• [Exercise description]:
The listing below holds a line with "if let Some(v) = email" and a later line with "let initial = client.unread_count().await?;". Write out those two lines and every line between them, exactly, and nothing else.

Excerpted data below:

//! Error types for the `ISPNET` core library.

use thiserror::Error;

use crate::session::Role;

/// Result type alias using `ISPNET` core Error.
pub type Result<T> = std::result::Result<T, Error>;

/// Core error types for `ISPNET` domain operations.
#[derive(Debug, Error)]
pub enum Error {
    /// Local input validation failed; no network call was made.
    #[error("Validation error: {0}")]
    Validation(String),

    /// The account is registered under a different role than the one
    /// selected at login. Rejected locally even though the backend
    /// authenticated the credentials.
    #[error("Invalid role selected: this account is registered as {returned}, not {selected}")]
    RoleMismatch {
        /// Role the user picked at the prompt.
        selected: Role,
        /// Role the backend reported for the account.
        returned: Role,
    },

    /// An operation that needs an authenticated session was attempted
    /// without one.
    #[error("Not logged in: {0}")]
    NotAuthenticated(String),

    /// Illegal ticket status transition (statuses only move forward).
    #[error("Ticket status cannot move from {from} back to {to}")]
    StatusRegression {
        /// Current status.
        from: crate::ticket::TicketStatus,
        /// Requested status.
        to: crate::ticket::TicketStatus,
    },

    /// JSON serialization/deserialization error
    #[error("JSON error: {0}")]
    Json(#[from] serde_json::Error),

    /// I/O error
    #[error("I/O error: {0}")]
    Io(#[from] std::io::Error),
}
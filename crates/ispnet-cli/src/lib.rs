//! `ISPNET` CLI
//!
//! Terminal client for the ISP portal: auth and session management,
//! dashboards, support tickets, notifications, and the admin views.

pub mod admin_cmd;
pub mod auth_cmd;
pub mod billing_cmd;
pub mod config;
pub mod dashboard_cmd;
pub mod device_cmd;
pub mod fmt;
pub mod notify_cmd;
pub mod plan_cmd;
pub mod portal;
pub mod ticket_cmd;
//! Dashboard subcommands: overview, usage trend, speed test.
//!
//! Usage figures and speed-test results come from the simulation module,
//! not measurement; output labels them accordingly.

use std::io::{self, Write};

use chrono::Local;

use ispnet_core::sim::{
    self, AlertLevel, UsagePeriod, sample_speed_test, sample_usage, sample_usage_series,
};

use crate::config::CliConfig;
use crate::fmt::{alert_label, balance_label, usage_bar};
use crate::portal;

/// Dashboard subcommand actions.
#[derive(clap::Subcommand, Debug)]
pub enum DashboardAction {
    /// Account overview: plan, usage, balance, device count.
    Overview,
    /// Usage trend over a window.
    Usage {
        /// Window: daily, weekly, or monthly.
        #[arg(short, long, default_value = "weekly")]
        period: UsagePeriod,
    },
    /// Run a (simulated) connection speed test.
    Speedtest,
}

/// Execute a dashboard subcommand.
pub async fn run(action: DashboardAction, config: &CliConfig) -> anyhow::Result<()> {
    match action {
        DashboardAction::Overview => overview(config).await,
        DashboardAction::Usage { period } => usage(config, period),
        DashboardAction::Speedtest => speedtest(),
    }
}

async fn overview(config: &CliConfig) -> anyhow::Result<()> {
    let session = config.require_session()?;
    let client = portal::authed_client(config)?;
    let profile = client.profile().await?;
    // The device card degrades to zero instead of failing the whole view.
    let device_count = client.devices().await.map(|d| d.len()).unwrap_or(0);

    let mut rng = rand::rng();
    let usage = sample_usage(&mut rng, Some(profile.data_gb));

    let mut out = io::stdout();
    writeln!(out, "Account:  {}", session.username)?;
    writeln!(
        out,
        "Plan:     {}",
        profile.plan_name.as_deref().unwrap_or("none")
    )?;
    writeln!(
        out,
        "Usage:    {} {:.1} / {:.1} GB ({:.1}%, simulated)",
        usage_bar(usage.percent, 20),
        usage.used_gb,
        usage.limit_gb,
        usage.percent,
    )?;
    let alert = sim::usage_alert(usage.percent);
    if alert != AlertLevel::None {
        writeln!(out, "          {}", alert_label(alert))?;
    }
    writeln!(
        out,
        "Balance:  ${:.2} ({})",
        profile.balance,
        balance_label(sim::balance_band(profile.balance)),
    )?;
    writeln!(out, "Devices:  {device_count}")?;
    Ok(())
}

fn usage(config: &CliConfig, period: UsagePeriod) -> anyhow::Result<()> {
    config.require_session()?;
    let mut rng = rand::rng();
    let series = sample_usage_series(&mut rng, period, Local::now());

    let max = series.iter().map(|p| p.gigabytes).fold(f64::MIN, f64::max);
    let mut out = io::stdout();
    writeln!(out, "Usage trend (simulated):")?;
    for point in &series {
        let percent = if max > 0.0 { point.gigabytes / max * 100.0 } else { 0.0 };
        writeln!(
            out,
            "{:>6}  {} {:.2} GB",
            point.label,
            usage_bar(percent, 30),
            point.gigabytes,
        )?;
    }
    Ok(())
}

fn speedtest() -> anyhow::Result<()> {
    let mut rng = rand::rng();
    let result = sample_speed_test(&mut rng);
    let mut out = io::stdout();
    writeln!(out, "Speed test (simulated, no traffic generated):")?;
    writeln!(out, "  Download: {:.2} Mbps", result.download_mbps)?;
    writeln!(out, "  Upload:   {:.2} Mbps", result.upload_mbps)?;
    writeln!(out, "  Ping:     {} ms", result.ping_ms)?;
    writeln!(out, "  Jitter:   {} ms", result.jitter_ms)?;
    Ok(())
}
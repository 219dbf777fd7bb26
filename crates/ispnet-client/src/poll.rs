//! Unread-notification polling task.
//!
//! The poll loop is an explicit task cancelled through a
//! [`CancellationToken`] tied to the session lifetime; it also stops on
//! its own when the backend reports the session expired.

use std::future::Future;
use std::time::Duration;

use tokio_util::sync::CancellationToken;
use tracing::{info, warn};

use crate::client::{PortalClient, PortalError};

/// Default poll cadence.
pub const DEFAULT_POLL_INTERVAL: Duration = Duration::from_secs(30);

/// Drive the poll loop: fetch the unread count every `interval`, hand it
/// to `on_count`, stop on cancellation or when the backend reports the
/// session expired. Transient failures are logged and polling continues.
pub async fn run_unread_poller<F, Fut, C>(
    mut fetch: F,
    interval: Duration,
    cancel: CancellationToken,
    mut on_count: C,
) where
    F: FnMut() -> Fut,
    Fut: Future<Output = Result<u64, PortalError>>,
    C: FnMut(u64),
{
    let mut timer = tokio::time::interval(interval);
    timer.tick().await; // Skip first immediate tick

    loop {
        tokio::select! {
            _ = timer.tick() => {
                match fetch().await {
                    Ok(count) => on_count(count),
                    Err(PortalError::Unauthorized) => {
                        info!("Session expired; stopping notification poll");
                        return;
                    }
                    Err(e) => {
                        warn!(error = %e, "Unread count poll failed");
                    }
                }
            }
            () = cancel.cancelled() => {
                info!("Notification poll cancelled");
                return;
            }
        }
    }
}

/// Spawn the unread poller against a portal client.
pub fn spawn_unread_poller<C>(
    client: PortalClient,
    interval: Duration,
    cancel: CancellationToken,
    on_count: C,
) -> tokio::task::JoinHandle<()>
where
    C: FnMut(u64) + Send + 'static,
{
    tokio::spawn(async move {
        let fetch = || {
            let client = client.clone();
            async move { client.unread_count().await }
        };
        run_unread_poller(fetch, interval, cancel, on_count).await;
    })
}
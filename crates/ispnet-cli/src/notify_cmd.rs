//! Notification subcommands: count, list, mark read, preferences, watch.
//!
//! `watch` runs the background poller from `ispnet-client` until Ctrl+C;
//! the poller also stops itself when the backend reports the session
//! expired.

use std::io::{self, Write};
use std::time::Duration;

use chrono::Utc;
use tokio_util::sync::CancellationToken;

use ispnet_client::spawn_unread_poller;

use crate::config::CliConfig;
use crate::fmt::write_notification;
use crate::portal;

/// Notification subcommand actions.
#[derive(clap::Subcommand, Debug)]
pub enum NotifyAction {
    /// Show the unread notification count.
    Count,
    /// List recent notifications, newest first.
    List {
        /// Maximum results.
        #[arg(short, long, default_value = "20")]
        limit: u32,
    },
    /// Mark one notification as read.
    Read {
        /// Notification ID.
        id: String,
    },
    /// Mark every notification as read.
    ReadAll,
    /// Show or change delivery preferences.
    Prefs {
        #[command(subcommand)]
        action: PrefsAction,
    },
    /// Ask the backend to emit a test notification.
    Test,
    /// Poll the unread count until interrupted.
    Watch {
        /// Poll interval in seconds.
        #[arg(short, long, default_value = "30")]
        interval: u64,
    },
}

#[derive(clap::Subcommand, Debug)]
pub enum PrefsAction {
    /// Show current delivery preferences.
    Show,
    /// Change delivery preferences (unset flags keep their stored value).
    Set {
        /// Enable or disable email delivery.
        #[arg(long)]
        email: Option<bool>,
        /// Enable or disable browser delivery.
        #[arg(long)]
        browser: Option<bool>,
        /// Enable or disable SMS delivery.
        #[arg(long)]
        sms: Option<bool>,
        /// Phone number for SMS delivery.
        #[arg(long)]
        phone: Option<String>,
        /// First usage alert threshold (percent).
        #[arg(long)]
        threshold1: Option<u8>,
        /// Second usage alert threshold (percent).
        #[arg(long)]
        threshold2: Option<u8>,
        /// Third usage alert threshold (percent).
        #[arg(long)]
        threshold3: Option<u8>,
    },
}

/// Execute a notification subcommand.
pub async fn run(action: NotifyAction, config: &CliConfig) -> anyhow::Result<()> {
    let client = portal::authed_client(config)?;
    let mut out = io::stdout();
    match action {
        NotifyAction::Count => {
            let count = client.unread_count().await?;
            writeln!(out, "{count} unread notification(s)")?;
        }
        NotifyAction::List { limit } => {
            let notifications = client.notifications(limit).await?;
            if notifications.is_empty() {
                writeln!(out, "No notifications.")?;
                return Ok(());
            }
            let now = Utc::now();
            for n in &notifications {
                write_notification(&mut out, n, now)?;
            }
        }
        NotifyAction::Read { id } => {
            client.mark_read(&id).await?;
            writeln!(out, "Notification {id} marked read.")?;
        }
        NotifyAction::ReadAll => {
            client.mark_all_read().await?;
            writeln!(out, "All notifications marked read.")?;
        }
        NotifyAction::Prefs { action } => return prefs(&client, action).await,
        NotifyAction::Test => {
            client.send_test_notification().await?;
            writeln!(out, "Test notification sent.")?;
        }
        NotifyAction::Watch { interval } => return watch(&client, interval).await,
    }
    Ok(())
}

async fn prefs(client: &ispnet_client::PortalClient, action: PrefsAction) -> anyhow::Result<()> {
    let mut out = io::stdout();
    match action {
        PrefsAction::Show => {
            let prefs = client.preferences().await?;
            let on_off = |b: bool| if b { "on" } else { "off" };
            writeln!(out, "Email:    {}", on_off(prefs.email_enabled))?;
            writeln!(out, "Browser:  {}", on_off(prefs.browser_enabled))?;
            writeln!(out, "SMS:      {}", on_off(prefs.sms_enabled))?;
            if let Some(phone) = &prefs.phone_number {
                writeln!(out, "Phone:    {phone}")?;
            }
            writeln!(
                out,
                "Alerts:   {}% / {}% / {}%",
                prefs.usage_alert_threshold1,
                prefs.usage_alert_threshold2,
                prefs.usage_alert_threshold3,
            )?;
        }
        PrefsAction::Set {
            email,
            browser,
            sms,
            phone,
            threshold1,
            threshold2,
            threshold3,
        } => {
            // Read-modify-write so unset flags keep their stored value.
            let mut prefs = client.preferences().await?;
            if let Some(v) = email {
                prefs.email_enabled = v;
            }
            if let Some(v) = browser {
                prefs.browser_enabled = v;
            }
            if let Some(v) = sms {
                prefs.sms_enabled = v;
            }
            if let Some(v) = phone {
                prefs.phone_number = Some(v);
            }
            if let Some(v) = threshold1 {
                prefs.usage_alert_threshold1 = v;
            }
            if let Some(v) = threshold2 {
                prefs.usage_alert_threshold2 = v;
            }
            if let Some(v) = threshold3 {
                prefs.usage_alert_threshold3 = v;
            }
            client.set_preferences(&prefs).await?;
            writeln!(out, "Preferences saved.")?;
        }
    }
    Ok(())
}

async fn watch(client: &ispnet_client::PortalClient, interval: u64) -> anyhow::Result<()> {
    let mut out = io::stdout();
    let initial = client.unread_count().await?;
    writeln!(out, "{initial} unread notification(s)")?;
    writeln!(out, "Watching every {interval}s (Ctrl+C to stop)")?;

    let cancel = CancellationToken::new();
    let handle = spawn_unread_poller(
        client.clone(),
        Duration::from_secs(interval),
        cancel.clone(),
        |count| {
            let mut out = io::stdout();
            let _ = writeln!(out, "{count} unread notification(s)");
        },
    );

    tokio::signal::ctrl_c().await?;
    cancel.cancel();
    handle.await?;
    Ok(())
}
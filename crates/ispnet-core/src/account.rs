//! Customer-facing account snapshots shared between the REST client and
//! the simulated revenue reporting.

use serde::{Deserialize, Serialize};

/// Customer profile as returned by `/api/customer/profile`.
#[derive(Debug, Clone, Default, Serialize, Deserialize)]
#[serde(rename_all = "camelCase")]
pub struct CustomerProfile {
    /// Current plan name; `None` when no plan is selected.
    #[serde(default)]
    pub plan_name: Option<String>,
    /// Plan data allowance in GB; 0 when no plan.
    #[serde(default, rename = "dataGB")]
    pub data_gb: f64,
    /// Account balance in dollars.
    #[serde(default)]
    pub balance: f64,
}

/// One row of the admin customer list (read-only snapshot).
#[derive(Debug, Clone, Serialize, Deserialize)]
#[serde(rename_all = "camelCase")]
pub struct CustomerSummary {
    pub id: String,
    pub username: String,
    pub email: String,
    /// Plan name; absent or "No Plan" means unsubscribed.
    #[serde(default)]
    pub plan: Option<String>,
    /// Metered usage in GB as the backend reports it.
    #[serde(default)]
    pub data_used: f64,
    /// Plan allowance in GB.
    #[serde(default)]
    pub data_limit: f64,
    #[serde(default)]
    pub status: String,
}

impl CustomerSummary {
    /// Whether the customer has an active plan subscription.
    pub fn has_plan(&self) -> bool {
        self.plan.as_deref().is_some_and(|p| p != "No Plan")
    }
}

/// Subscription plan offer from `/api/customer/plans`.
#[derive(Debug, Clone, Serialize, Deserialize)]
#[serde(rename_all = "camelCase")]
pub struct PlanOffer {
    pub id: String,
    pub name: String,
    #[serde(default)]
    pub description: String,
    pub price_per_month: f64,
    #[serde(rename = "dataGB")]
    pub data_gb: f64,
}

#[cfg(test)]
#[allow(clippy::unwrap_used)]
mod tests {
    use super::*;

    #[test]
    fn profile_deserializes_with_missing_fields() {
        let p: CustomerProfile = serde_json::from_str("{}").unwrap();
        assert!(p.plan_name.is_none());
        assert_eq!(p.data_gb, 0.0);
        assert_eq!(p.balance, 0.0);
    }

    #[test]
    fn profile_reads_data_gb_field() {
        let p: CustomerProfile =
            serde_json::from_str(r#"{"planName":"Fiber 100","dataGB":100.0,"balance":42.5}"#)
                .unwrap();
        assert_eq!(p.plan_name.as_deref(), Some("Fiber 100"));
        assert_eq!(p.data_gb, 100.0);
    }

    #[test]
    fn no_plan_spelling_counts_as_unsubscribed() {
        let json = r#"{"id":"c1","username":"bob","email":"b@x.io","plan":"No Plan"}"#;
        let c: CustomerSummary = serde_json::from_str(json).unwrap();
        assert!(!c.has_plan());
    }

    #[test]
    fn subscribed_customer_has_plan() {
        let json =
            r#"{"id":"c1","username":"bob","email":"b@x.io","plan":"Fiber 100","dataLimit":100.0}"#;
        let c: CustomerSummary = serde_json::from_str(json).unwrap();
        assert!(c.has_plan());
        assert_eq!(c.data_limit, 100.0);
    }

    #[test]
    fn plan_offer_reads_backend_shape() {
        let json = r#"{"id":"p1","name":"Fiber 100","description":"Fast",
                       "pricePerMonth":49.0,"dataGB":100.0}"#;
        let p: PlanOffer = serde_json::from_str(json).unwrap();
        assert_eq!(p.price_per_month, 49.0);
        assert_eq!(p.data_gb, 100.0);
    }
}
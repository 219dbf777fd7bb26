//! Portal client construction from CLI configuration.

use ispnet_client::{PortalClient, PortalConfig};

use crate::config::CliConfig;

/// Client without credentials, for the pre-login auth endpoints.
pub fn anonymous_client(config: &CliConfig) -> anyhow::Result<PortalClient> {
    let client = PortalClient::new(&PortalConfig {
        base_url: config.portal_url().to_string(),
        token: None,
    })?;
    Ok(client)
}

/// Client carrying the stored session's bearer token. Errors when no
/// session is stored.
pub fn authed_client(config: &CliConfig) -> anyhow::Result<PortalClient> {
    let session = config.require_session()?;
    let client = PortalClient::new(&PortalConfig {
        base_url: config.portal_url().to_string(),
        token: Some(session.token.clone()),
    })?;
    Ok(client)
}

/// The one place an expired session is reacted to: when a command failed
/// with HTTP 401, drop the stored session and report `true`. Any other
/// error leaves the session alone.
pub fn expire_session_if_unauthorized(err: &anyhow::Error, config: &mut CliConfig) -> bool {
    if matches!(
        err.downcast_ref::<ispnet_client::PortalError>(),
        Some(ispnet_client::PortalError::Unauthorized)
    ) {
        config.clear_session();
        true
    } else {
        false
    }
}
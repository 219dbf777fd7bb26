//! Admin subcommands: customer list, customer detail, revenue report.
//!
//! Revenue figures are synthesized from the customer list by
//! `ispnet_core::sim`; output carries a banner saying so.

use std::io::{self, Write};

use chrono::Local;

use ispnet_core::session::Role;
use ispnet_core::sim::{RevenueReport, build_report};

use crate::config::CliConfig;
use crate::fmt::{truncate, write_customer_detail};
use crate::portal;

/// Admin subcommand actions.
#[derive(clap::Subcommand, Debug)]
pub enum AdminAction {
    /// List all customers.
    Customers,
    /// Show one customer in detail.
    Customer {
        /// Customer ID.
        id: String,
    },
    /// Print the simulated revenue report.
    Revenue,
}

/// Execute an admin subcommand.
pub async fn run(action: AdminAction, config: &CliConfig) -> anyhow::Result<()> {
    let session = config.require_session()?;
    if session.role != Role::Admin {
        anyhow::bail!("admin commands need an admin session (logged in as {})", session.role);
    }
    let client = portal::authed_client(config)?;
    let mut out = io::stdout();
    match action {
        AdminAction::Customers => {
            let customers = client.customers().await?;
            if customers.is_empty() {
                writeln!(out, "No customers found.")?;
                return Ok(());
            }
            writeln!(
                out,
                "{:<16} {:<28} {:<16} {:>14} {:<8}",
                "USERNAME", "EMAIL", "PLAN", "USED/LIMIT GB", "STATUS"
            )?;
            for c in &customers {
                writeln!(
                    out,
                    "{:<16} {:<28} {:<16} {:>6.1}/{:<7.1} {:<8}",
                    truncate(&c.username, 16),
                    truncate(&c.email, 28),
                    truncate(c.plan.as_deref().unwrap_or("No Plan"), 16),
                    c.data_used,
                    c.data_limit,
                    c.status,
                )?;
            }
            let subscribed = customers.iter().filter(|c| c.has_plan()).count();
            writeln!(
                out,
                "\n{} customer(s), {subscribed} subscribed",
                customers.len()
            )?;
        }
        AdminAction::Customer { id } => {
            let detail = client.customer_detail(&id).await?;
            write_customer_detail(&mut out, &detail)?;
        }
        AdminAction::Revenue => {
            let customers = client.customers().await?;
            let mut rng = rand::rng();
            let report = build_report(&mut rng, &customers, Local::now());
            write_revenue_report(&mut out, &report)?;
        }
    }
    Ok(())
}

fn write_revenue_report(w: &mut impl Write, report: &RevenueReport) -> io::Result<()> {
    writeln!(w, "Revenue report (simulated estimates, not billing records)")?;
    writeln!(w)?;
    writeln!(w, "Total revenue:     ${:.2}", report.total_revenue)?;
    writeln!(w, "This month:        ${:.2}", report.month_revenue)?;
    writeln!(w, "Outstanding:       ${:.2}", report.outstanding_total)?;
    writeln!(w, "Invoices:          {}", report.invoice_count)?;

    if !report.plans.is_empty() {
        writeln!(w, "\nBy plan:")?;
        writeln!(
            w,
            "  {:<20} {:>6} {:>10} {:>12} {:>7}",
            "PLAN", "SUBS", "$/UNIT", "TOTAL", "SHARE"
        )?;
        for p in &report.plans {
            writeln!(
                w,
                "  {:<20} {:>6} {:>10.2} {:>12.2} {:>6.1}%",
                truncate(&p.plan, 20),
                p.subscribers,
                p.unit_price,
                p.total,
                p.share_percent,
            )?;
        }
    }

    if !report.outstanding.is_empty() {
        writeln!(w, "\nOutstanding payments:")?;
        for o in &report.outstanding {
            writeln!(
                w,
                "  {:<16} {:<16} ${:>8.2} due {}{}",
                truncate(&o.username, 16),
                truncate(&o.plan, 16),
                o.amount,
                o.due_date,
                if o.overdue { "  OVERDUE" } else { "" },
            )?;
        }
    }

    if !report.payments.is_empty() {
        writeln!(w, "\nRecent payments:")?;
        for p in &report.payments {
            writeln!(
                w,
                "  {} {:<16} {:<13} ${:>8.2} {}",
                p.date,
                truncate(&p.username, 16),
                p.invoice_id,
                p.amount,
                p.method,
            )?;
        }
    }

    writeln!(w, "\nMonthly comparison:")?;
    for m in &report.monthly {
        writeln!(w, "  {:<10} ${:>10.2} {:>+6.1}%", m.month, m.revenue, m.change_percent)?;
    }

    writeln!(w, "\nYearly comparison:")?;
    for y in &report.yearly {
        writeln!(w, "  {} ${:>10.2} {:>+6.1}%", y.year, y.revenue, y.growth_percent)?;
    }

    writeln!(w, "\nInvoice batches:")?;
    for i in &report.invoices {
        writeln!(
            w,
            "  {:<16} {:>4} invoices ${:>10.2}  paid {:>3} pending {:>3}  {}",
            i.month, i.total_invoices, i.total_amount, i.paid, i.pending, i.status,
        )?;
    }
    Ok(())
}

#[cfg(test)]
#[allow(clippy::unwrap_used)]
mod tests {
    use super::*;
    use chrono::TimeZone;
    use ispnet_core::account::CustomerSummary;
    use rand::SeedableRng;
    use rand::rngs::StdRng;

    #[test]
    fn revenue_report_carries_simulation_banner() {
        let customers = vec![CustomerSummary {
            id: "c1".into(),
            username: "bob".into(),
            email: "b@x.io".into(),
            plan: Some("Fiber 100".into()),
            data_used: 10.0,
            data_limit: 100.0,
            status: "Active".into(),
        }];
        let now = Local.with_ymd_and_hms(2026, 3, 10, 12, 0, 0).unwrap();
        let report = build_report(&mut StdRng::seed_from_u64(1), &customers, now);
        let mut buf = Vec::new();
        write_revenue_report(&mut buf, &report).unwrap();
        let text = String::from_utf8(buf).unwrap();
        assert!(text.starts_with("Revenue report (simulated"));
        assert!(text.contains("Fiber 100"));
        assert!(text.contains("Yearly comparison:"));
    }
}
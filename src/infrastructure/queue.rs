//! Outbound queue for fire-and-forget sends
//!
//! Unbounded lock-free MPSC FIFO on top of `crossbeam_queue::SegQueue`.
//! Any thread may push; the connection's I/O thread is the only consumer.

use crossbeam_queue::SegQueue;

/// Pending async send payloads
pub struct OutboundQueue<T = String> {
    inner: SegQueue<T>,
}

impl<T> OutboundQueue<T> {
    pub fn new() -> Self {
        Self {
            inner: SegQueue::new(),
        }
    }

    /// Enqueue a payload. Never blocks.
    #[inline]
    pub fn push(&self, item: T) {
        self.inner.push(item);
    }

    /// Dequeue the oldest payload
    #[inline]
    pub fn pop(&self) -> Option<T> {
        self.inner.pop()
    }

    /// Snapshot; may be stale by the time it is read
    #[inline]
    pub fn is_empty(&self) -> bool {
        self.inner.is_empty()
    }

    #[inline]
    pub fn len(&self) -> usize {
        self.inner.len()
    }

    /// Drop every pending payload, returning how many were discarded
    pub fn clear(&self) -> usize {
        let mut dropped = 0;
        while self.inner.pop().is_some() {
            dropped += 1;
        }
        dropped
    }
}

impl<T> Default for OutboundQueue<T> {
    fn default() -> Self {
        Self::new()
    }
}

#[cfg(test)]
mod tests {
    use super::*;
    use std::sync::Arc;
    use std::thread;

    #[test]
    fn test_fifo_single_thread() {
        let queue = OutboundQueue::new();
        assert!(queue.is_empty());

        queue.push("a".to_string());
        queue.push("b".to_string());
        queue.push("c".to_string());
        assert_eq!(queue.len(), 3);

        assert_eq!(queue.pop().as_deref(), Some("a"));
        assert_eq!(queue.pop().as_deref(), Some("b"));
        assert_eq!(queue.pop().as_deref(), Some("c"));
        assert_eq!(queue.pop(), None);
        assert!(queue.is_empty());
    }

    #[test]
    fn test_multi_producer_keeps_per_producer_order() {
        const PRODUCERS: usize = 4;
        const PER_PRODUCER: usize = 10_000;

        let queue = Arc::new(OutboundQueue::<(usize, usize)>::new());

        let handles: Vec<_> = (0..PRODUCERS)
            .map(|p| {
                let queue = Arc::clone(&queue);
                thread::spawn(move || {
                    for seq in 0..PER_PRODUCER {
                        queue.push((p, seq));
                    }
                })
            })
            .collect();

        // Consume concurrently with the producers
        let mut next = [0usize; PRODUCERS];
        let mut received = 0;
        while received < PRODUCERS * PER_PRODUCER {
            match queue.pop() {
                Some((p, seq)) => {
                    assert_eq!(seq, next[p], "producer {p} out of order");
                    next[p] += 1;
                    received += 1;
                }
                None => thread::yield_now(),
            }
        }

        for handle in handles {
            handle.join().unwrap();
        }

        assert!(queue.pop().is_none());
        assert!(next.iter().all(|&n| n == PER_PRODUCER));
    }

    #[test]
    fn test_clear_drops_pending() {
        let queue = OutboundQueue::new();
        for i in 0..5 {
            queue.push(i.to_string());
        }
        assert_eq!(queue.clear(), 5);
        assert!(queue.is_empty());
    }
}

End of Excerpted data.

• [Result for this task]:
            if let Some(v) = email {
                prefs.email_enabled = v;
            }
            if let Some(v) = browser {
                prefs.browser_enabled = v;
            }
            if let Some(v) = sms {
                prefs.sms_enabled = v;
            }
            if let Some(v) = phone {
                prefs.phone_number = Some(v);
            }
            if let Some(v) = threshold1 {
                prefs.usage_alert_threshold1 = v;
            }
            if let Some(v) = threshold2 {
                prefs.usage_alert_threshold2 = v;
            }
            if let Some(v) = threshold3 {
                prefs.usage_alert_threshold3 = v;
            }
            client.set_preferences(&prefs).await?;
            writeln!(out, "Preferences saved.")?;
        }
    }
    Ok(())
}

async fn watch(client: &ispnet_client::PortalClient, interval: u64) -> anyhow::Result<()> {
    let mut out = io::stdout();
    let initial = client.unread_count().await?;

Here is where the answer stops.